*What is required*: Look through the records and copy each line with the string "Serialize" in it.

*Data for the task*:

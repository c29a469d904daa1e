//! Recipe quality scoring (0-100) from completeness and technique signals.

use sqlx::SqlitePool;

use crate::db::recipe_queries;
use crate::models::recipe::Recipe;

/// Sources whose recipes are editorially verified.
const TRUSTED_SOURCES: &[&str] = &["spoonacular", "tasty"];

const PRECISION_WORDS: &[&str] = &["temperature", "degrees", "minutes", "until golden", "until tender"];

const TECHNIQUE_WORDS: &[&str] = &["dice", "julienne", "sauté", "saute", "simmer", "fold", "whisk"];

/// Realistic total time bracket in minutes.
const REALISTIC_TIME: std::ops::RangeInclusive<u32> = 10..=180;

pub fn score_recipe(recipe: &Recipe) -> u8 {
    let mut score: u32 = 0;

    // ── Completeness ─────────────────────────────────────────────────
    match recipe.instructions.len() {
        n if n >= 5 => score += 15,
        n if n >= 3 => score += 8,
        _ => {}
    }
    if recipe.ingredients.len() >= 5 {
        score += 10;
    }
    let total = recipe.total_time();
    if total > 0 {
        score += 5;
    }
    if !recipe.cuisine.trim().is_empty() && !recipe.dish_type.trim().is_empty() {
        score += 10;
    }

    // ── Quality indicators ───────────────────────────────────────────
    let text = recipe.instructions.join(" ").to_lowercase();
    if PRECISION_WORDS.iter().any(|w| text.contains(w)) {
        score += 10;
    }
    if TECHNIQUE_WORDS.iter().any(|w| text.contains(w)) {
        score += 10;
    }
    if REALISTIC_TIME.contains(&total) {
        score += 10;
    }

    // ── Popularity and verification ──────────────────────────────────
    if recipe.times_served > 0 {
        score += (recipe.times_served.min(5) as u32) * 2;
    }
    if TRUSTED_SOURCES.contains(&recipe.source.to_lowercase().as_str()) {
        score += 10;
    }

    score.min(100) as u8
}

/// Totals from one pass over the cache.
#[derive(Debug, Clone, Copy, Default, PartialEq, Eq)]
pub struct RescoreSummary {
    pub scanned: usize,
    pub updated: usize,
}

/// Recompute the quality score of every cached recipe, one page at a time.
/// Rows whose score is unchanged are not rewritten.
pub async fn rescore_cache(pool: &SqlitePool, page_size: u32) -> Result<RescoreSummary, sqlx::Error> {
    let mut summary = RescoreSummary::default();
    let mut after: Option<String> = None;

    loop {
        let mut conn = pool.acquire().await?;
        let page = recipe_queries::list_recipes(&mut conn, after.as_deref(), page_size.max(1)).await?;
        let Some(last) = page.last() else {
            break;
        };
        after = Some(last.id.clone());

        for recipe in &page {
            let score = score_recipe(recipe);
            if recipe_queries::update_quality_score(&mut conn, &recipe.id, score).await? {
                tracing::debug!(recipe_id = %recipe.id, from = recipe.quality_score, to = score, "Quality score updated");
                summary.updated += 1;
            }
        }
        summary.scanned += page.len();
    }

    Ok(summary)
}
...
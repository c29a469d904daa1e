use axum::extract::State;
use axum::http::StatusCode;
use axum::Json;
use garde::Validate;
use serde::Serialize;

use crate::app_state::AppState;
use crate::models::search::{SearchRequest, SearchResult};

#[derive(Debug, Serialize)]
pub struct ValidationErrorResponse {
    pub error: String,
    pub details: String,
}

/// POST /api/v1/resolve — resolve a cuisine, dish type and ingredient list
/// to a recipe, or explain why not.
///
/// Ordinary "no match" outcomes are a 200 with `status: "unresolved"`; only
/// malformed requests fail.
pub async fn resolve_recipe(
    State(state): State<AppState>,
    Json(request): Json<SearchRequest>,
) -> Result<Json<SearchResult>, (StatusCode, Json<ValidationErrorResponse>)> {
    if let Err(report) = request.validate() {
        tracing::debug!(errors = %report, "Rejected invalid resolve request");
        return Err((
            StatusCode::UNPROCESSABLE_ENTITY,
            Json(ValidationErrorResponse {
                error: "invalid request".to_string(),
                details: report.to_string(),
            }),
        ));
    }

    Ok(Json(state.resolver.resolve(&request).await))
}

*Your solution*:
use serde::Serialize;
#[derive(Debug, Serialize)]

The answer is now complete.